> _BRIEF_
Please count the lines in these records that contain "args" and give only that count.

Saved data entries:
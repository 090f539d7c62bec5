//! Signed-in user

use chrono::{DateTime, Duration, Utc};
use serde::{Deserialize, Serialize};

/// Tokens are renewed this long before they actually lapse
const EXPIRY_MARGIN_SECS: i64 = 60;

/// The user an identity provider reports as signed in
#[derive(Debug, Clone, PartialEq, Eq, Serialize, Deserialize)]
#[serde(rename_all = "camelCase")]
pub struct User {
    /// Unique identifier, stamped on created records
    pub id: String,
    pub email: Option<String>,
    pub display_name: Option<String>,
    /// Bearer token for the hosted store, when the provider issued one
    #[serde(skip_serializing_if = "Option::is_none")]
    pub id_token: Option<String>,
    /// Long-lived token used to obtain a new `id_token`
    #[serde(skip_serializing_if = "Option::is_none")]
    pub refresh_token: Option<String>,
    /// When `id_token` stops being accepted
    #[serde(skip_serializing_if = "Option::is_none")]
    pub expires_at: Option<DateTime<Utc>>,
}

impl User {
    /// A user known only by id
    pub fn local(id: impl Into<String>) -> Self {
        Self {
            id: id.into(),
            email: None,
            display_name: None,
            id_token: None,
            refresh_token: None,
            expires_at: None,
        }
    }

    /// Name to show in the front end
    pub fn label(&self) -> &str {
        self.display_name
            .as_deref()
            .or(self.email.as_deref())
            .unwrap_or(&self.id)
    }

    /// Whether the token is past (or about to pass) its expiry.
    ///
    /// Users without an expiry never expire.
    pub fn is_expired(&self, now: DateTime<Utc>) -> bool {
        self.expires_at
            .is_some_and(|at| at <= now + Duration::seconds(EXPIRY_MARGIN_SECS))
    }
}
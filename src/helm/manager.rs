//! Release manager abstraction.
//!
//! The reconciliation engine and executor talk to the cluster exclusively
//! through the [`ReleaseManager`] trait: one call to enumerate deployed
//! releases, one call to run a lifecycle command. Production code uses the
//! Helm CLI implementation; tests substitute a recording fake.

use crate::error::Result;
use std::fmt;
use std::io::Write;

/// Lifecycle command kinds understood by the release manager.
#[derive(Debug, Clone, Copy, PartialEq, Eq)]
pub enum CommandKind {
    /// Install a release from a chart.
    Install,
    /// Upgrade an existing release.
    Upgrade,
    /// Delete a release.
    Delete,
    /// Roll a release back to an earlier revision.
    Rollback,
}

impl CommandKind {
    /// Returns the subcommand name passed to the external binary.
    #[must_use]
    pub const fn as_str(self) -> &'static str {
        match self {
            Self::Install => "install",
            Self::Upgrade => "upgrade",
            Self::Delete => "delete",
            Self::Rollback => "rollback",
        }
    }
}

impl fmt::Display for CommandKind {
    fn fmt(&self, f: &mut fmt::Formatter<'_>) -> fmt::Result {
        f.write_str(self.as_str())
    }
}

/// The observed state of one deployed release.
#[derive(Debug, Clone, PartialEq, Eq)]
pub struct DeployedRelease {
    /// Namespace the release is deployed in.
    pub namespace: String,
    /// Release name.
    pub name: String,
    /// Chart identifier in `<chart>-<version>` form.
    pub chart: String,
    /// Monotonic revision counter; 1 means never revised.
    pub revision: u32,
}

impl DeployedRelease {
    /// Returns the `namespace.name` key of this release.
    #[must_use]
    pub fn qualified_name(&self) -> String {
        format!("{}.{}", self.namespace, self.name)
    }

    /// Returns the chart version, split off the chart identifier.
    ///
    /// Chart identifiers embed the version after the last hyphen
    /// (e.g. `nginx-ingress-1.6.0`); identifiers without a hyphen are
    /// returned whole and left for semantic-version parsing to reject.
    #[must_use]
    pub fn chart_version(&self) -> &str {
        self.chart
            .rsplit_once('-')
            .map_or(self.chart.as_str(), |(_, version)| version)
    }
}

/// External collaborator that observes and mutates deployed releases.
pub trait ReleaseManager {
    /// Enumerates all currently deployed releases.
    ///
    /// # Errors
    ///
    /// Returns an error if the listing cannot be obtained or decoded.
    fn list(&self) -> Result<Vec<DeployedRelease>>;

    /// Runs one lifecycle command, forwarding its output to `sink`.
    ///
    /// Blocks until the command completes.
    ///
    /// # Errors
    ///
    /// Returns an error if the command cannot be spawned or exits non-zero.
    fn run(&self, kind: CommandKind, args: &[String], sink: &mut dyn Write) -> Result<()>;
}
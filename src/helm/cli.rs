//! Helm CLI release manager.
//!
//! Shells out to the `helm` binary: `helm list --output json` for the
//! deployed-release inventory, and `helm <kind> <args...>` for lifecycle
//! commands. All child processes are run to completion synchronously.

use crate::error::{FlotillaError, HelmError, Result};
use serde::Deserialize;
use std::io::Write;
use std::process::Command;
use tracing::debug;

use super::manager::{CommandKind, DeployedRelease, ReleaseManager};

/// Release manager backed by the Helm command-line client.
#[derive(Debug, Clone)]
pub struct HelmCli {
    /// Binary to invoke.
    binary: String,
}

/// Top-level shape of `helm list --output json`.
#[derive(Debug, Deserialize)]
struct ListOutput {
    #[serde(default, rename = "Releases")]
    releases: Vec<ListedRelease>,
}

/// One entry of `helm list --output json`.
#[derive(Debug, Deserialize)]
struct ListedRelease {
    #[serde(rename = "Name")]
    name: String,
    #[serde(rename = "Namespace")]
    namespace: String,
    #[serde(rename = "Chart")]
    chart: String,
    #[serde(rename = "Revision")]
    revision: u32,
}

impl From<ListedRelease> for DeployedRelease {
    fn from(listed: ListedRelease) -> Self {
        Self {
            namespace: listed.namespace,
            name: listed.name,
            chart: listed.chart,
            revision: listed.revision,
        }
    }
}

impl HelmCli {
    /// Creates a release manager invoking the `helm` binary from `PATH`.
    #[must_use]
    pub fn new() -> Self {
        Self {
            binary: String::from("helm"),
        }
    }

    /// Overrides the binary to invoke.
    #[must_use]
    pub fn with_binary(mut self, binary: impl Into<String>) -> Self {
        self.binary = binary.into();
        self
    }

    /// Renders a command line for diagnostics.
    fn render(&self, subcommand: &str, args: &[String]) -> String {
        let mut rendered = format!("{} {subcommand}", self.binary);
        for arg in args {
            rendered.push(' ');
            rendered.push_str(arg);
        }
        rendered
    }

    /// Decodes the JSON listing output.
    fn decode_list(stdout: &[u8]) -> Result<Vec<DeployedRelease>> {
        // helm prints nothing at all when no releases exist.
        if stdout.iter().all(u8::is_ascii_whitespace) {
            return Ok(Vec::new());
        }

        let parsed: ListOutput = serde_json::from_slice(stdout).map_err(|e| {
            FlotillaError::Helm(HelmError::InvalidListOutput {
                message: e.to_string(),
            })
        })?;

        Ok(parsed.releases.into_iter().map(Into::into).collect())
    }
}

impl Default for HelmCli {
    fn default() -> Self {
        Self::new()
    }
}

impl ReleaseManager for HelmCli {
    fn list(&self) -> Result<Vec<DeployedRelease>> {
        let rendered = self.render("list", &[]);
        debug!("Executing `{rendered} --output json`");

        let output = Command::new(&self.binary)
            .args(["list", "--output", "json"])
            .output()
            .map_err(|e| {
                FlotillaError::Helm(HelmError::SpawnFailed {
                    command: rendered.clone(),
                    message: e.to_string(),
                })
            })?;

        if !output.status.success() {
            let stderr = String::from_utf8_lossy(&output.stderr);
            return Err(FlotillaError::Helm(HelmError::list_failed(
                stderr.trim().to_string(),
            )));
        }

        Self::decode_list(&output.stdout)
    }

    fn run(&self, kind: CommandKind, args: &[String], sink: &mut dyn Write) -> Result<()> {
        let rendered = self.render(kind.as_str(), args);
        debug!("Executing `{rendered}`");

        let output = Command::new(&self.binary)
            .arg(kind.as_str())
            .args(args)
            .output()
            .map_err(|e| {
                FlotillaError::Helm(HelmError::SpawnFailed {
                    command: rendered.clone(),
                    message: e.to_string(),
                })
            })?;

        sink.write_all(&output.stdout)?;
        sink.write_all(&output.stderr)?;

        if output.status.success() {
            Ok(())
        } else {
            Err(FlotillaError::Helm(HelmError::CommandFailed {
                command: rendered,
                status: output.status.code().unwrap_or(-1),
            }))
        }
    }
}
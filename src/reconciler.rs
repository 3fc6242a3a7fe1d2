//! Reconciler tying the pipeline together.
//!
//! One [`Reconciler`] instance is created per invocation and owns every
//! piece of session state, including the executor and its undo stack; there
//! is no process-wide mutable state anywhere. The pipeline is:
//!
//! plan + deployed state → diff → dependency order → undoable operations →
//! sequential execution with rollback.

use std::collections::BTreeMap;
use std::fmt;
use std::io::Write;
use tracing::{debug, info};

use crate::error::Result;
use crate::helm::ReleaseManager;
use crate::plan::Plan;
use crate::planner::{
    DependencyNode, DiffEngine, DiffResult, OperationBuilder, PlanExecutor, UndoableOperation,
    resolve,
};

/// Session object reconciling one plan against one environment.
#[derive(Debug)]
pub struct Reconciler<'a, M: ReleaseManager> {
    /// The conformed, validated plan.
    plan: &'a Plan,
    /// Release manager for observation and mutation.
    manager: &'a M,
    /// Namespace allow-list; empty means all namespaces.
    namespaces: Vec<String>,
    /// When set, describe operations without executing anything.
    dry_run: bool,
}

/// The ordered operations a reconciliation would apply, plus the diff that
/// produced them.
#[derive(Debug)]
pub struct ReconcilePlan {
    /// Undoable operations in dependency order.
    pub operations: Vec<UndoableOperation>,
    /// The underlying diff result.
    pub diff: DiffResult,
}

/// Summary of a completed reconciliation.
#[derive(Debug, serde::Serialize)]
pub struct ReconcileSummary {
    /// Number of releases installed.
    pub installed: usize,
    /// Number of releases upgraded.
    pub upgraded: usize,
    /// Number of releases already converged.
    pub unchanged: usize,
    /// Deployed-but-unspecified releases, reported but untouched.
    pub unmanaged: Vec<String>,
    /// Whether this was a dry run.
    pub dry_run: bool,
}

impl<'a, M: ReleaseManager> Reconciler<'a, M> {
    /// Creates a new reconciler for one plan and one release manager.
    #[must_use]
    pub const fn new(plan: &'a Plan, manager: &'a M) -> Self {
        Self {
            plan,
            manager,
            namespaces: Vec::new(),
            dry_run: false,
        }
    }

    /// Restricts reconciliation to the given namespaces (empty means all).
    #[must_use]
    pub fn with_namespaces(mut self, namespaces: Vec<String>) -> Self {
        self.namespaces = namespaces;
        self
    }

    /// Enables or disables dry-run mode.
    #[must_use]
    pub const fn with_dry_run(mut self, dry_run: bool) -> Self {
        self.dry_run = dry_run;
        self
    }

    /// Computes the ordered operation set without executing anything.
    ///
    /// # Errors
    ///
    /// Returns an error if the deployed-release query fails, a version
    /// cannot be parsed, or the dependency graph contains a cycle. All of
    /// these abort before any command is built.
    pub fn plan_operations(&self) -> Result<ReconcilePlan> {
        if !self.plan.has_eligible_releases(&self.namespaces) {
            info!("Nothing to do: the plan specifies no eligible releases");
            return Ok(ReconcilePlan {
                operations: Vec::new(),
                diff: DiffResult::default(),
            });
        }

        let deployed = self.manager.list()?;
        debug!("Found {} deployed release(s)", deployed.len());

        let diff = DiffEngine::new()
            .with_namespaces(&self.namespaces)
            .compute(self.plan, &deployed)?;

        info!(
            "Diff: {} to install, {} to upgrade, {} unchanged, {} unmanaged",
            diff.installs(),
            diff.upgrades(),
            diff.unchanged.len(),
            diff.unmanaged.len()
        );

        if !diff.has_changes() {
            return Ok(ReconcilePlan {
                operations: Vec::new(),
                diff,
            });
        }

        info!("Resolving dependencies");
        let nodes: Vec<DependencyNode> = diff
            .scheduled
            .iter()
            .map(|scheduled| DependencyNode {
                name: scheduled.key.clone(),
                deps: scheduled.release.qualified_deps(),
            })
            .collect();
        let order = resolve(nodes)?;

        let mut by_key: BTreeMap<String, _> = diff
            .scheduled
            .iter()
            .map(|scheduled| (scheduled.key.clone(), scheduled))
            .collect();

        let mut operations = Vec::with_capacity(order.len());
        for key in &order {
            if let Some(scheduled) = by_key.remove(key) {
                operations.push(OperationBuilder::build(scheduled));
            }
        }

        Ok(ReconcilePlan { operations, diff })
    }

    /// Runs the full reconciliation, applying the computed operations.
    ///
    /// Command output is forwarded to `sink`.
    ///
    /// # Errors
    ///
    /// Returns an error if planning fails, or with the original operation
    /// failure after rollback has been attempted.
    pub fn reconcile(&self, sink: &mut dyn Write) -> Result<ReconcileSummary> {
        let reconcile_plan = self.plan_operations()?;

        let executor = PlanExecutor::new(self.manager).with_dry_run(self.dry_run);
        let report = executor.execute(&reconcile_plan.operations, sink)?;
        debug!("{report}");

        let diff = &reconcile_plan.diff;
        Ok(ReconcileSummary {
            installed: diff.installs(),
            upgraded: diff.upgrades(),
            unchanged: diff.unchanged.len(),
            unmanaged: diff
                .unmanaged
                .iter()
                .map(crate::helm::DeployedRelease::qualified_name)
                .collect(),
            dry_run: self.dry_run,
        })
    }
}

impl fmt::Display for ReconcileSummary {
    fn fmt(&self, f: &mut fmt::Formatter<'_>) -> fmt::Result {
        let heading = if self.dry_run {
            "Reconciliation (dry run):"
        } else {
            "Reconciliation complete:"
        };
        writeln!(f, "{heading}")?;
        writeln!(f, "  Installed: {}", self.installed)?;
        writeln!(f, "  Upgraded: {}", self.upgraded)?;
        writeln!(f, "  Unchanged: {}", self.unchanged)?;

        if !self.unmanaged.is_empty() {
            writeln!(f, "  Deployed but not in the plan:")?;
            for name in &self.unmanaged {
                writeln!(f, "    - {name}")?;
            }
        }

        Ok(())
    }
}
//! Error types for the Flotilla deployment planner.
//!
//! This module provides the error hierarchy for the whole reconciliation
//! lifecycle: plan loading and validation, diff computation, dependency
//! resolution, and command execution.

use std::path::PathBuf;
use thiserror::Error;

/// The main error type for Flotilla.
#[derive(Debug, Error)]
pub enum FlotillaError {
    /// Plan document errors (loading and validation).
    #[error("Plan error: {0}")]
    Plan(#[from] PlanError),

    /// Reconciliation errors.
    #[error("Reconciliation error: {0}")]
    Reconcile(#[from] ReconcileError),

    /// Dependency graph errors.
    #[error("Dependency error: {0}")]
    Graph(#[from] GraphError),

    /// Helm invocation errors.
    #[error("Helm error: {0}")]
    Helm(#[from] HelmError),

    /// IO errors.
    #[error("IO error: {0}")]
    Io(#[from] std::io::Error),
}

/// Errors raised while loading or validating a plan document.
#[derive(Debug, Error)]
pub enum PlanError {
    /// The plan file was not found.
    #[error("Plan file not found: {path}")]
    FileNotFound {
        /// Path to the missing file.
        path: PathBuf,
    },

    /// The plan file could not be parsed.
    #[error("Failed to parse plan: {message}")]
    ParseError {
        /// Description of the parse error.
        message: String,
        /// Optional source location.
        location: Option<String>,
    },

    /// The same release name appears in more than one namespace.
    #[error(
        "Duplicate release name '{name}' (namespaces '{first_namespace}' and '{second_namespace}')"
    )]
    DuplicateRelease {
        /// The duplicated release name.
        name: String,
        /// Namespace of the first occurrence.
        first_namespace: String,
        /// Namespace of the second occurrence.
        second_namespace: String,
    },

    /// A release depends on a name that is not specified in its namespace.
    #[error("Release '{namespace}.{release}' depends on unknown release '{dependency}'")]
    UnknownDependency {
        /// Namespace of the dependent release.
        namespace: String,
        /// Name of the dependent release.
        release: String,
        /// The unresolvable dependency name.
        dependency: String,
    },

    /// The plan version tag is missing or empty.
    #[error("Plan version tag is missing or empty")]
    MissingVersion,
}

/// Errors raised while diffing desired state against deployed state.
#[derive(Debug, Error)]
pub enum ReconcileError {
    /// A chart version could not be parsed as a semantic version.
    #[error("Release '{release}': cannot parse version '{version}': {message}")]
    VersionParse {
        /// Qualified name of the release being classified.
        release: String,
        /// The offending version string.
        version: String,
        /// Description of the parse failure.
        message: String,
    },
}

/// Errors raised while resolving the dependency graph.
#[derive(Debug, Error)]
pub enum GraphError {
    /// The dependency graph contains a cycle.
    #[error("Circular dependency involving: {}", nodes.join(", "))]
    CircularDependency {
        /// The unresolved subgraph, sorted by node name.
        nodes: Vec<String>,
    },
}

/// Errors raised while invoking the external Helm binary.
#[derive(Debug, Error)]
pub enum HelmError {
    /// The command could not be spawned at all.
    #[error("Failed to spawn `{command}`: {message}")]
    SpawnFailed {
        /// The rendered command line.
        command: String,
        /// Description of the spawn failure.
        message: String,
    },

    /// A lifecycle command exited with a non-zero status.
    #[error("`{command}` exited with status {status}")]
    CommandFailed {
        /// The rendered command line.
        command: String,
        /// The exit status (-1 when killed by a signal).
        status: i32,
    },

    /// Listing the deployed releases failed.
    #[error("Failed to list deployed releases: {message}")]
    ListFailed {
        /// Description of the listing failure.
        message: String,
    },

    /// The release listing output could not be decoded.
    #[error("Invalid release listing output: {message}")]
    InvalidListOutput {
        /// Description of the decode failure.
        message: String,
    },
}

/// Result type alias for Flotilla operations.
pub type Result<T> = std::result::Result<T, FlotillaError>;

impl PlanError {
    /// Creates a parse error with an optional source location.
    #[must_use]
    pub fn parse(message: impl Into<String>, location: Option<String>) -> Self {
        Self::ParseError {
            message: message.into(),
            location,
        }
    }
}

impl ReconcileError {
    /// Creates a version-parse error for a specific release.
    #[must_use]
    pub fn version_parse(
        release: impl Into<String>,
        version: impl Into<String>,
        message: impl Into<String>,
    ) -> Self {
        Self::VersionParse {
            release: release.into(),
            version: version.into(),
            message: message.into(),
        }
    }
}

impl HelmError {
    /// Creates a listing failure with the given message.
    #[must_use]
    pub fn list_failed(message: impl Into<String>) -> Self {
        Self::ListFailed {
            message: message.into(),
        }
    }
}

> _ANSWER AREA_
8